[Stored items]
▶

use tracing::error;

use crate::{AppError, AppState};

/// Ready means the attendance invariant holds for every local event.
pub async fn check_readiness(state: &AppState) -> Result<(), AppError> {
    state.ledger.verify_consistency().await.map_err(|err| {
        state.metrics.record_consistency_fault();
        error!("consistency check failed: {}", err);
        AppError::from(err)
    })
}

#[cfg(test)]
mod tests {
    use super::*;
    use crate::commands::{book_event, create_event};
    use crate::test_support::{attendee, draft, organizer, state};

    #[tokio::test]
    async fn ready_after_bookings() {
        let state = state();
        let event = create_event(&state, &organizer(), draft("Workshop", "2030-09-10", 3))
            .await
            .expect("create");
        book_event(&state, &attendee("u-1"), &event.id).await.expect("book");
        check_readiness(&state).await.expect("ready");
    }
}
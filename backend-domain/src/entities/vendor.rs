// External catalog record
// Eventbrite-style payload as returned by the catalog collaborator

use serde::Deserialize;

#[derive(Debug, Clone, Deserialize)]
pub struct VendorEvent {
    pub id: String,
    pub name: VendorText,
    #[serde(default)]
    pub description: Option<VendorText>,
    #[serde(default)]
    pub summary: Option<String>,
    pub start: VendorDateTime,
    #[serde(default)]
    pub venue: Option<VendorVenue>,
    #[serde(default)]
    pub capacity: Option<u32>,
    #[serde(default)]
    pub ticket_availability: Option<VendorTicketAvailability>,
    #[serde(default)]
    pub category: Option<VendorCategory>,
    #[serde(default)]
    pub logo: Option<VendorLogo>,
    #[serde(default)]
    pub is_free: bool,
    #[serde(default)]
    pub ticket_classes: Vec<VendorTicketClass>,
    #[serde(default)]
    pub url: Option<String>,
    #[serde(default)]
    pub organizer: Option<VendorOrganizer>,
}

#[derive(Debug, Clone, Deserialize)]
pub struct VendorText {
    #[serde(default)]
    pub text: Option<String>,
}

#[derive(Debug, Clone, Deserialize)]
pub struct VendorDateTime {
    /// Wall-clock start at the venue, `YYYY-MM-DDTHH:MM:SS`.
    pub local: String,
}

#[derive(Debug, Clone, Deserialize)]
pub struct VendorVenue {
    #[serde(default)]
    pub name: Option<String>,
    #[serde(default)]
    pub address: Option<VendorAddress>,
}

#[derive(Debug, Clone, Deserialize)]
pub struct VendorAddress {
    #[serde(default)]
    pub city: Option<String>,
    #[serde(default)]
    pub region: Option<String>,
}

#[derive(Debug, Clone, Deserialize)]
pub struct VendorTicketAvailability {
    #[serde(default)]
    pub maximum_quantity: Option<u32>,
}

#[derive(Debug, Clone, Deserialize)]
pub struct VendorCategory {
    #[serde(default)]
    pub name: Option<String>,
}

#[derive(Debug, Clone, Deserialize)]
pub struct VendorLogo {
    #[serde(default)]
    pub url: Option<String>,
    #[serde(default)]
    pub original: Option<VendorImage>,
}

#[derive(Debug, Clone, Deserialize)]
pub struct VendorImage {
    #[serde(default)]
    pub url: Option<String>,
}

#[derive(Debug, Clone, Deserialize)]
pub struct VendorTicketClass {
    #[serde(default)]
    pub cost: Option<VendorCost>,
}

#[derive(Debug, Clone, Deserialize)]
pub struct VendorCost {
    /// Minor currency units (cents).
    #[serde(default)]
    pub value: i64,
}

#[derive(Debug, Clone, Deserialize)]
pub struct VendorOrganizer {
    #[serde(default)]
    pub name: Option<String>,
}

◀

▶ **Your instructions**
Filter the entries above down to the lines that contain "start".

▶ **Exercise response**
    pub start: VendorDateTime,
    /// Wall-clock start at the venue, `YYYY-MM-DDTHH:MM:SS`.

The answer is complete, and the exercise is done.